*Instructions to follow*.
Which lines below include the string "LeadQuery"? Please show each one.

*Information given*.
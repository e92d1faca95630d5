//! Query strings. Kept flat: `serde_urlencoded` cannot parse numbers through
//! `#[serde(flatten)]`.

use crate::db::models::{
    CommentStatus, ConversationStatus, LeadSource, LeadStatus, PublishStatus, ResourceKind,
    SubscriberStatus,
};
use crate::types::pagination::Pagination;
use serde::Deserialize;

macro_rules! paged_query {
    ($($ty:ident),* $(,)?) => {
        $(impl $ty {
            pub fn window(&self) -> Pagination {
                Pagination::new(self.page, self.limit)
            }
        })*
    };
}

#[derive(Debug, Default, Deserialize)]
pub struct PageQuery {
    pub page: Option<u32>,
    pub limit: Option<u32>,
}

#[derive(Debug, Default, Deserialize)]
pub struct PublicPostQuery {
    pub page: Option<u32>,
    pub limit: Option<u32>,
    pub category: Option<String>,
    pub tag: Option<String>,
    pub search: Option<String>,
    pub featured: Option<bool>,
}

#[derive(Debug, Default, Deserialize)]
pub struct AdminPostQuery {
    pub page: Option<u32>,
    pub limit: Option<u32>,
    pub status: Option<PublishStatus>,
    pub search: Option<String>,
}

#[derive(Debug, Default, Deserialize)]
pub struct LeadQuery {
    pub page: Option<u32>,
    pub limit: Option<u32>,
    pub status: Option<LeadStatus>,
    pub source: Option<LeadSource>,
}

#[derive(Debug, Default, Deserialize)]
pub struct CommentQuery {
    pub page: Option<u32>,
    pub limit: Option<u32>,
    pub status: Option<CommentStatus>,
    pub post_id: Option<i64>,
}

#[derive(Debug, Default, Deserialize)]
pub struct SubscriberQuery {
    pub page: Option<u32>,
    pub limit: Option<u32>,
    pub status: Option<SubscriberStatus>,
}

#[derive(Debug, Default, Deserialize)]
pub struct ChatQuery {
    pub page: Option<u32>,
    pub limit: Option<u32>,
    pub status: Option<ConversationStatus>,
}

paged_query!(
    PageQuery,
    PublicPostQuery,
    AdminPostQuery,
    LeadQuery,
    CommentQuery,
    SubscriberQuery,
    ChatQuery,
);

#[derive(Debug, Default, Deserialize)]
pub struct IndustryQuery {
    pub industry: Option<String>,
}

#[derive(Debug, Default, Deserialize)]
pub struct FeaturedQuery {
    pub featured: Option<bool>,
}

#[derive(Debug, Default, Deserialize)]
pub struct ResourceQuery {
    pub kind: Option<ResourceKind>,
}

#[cfg(test)]
mod tests {
    use super::*;
    use axum::extract::Query;
    use axum::http::Uri;

    fn parse<T: serde::de::DeserializeOwned>(uri: &str) -> T {
        let uri: Uri = uri.parse().unwrap();
        Query::<T>::try_from_uri(&uri).unwrap().0
    }

    #[test]
    fn numeric_and_enum_params_parse() {
        let q: LeadQuery = parse("/leads?page=3&limit=500&status=qualified");
        assert_eq!(q.status, Some(LeadStatus::Qualified));
        let window = q.window();
        assert_eq!(window.page, 3);
        assert_eq!(window.limit, 100);
    }

    #[test]
    fn featured_flag_parses() {
        let q: PublicPostQuery = parse("/posts?featured=true&tag=ransomware");
        assert_eq!(q.featured, Some(true));
        assert_eq!(q.tag.as_deref(), Some("ransomware"));
        assert_eq!(q.window(), Pagination::default());
    }
}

*Answer area*.
pub struct LeadQuery {
    LeadQuery,
        let q: LeadQuery = parse("/leads?page=3&limit=500&status=qualified");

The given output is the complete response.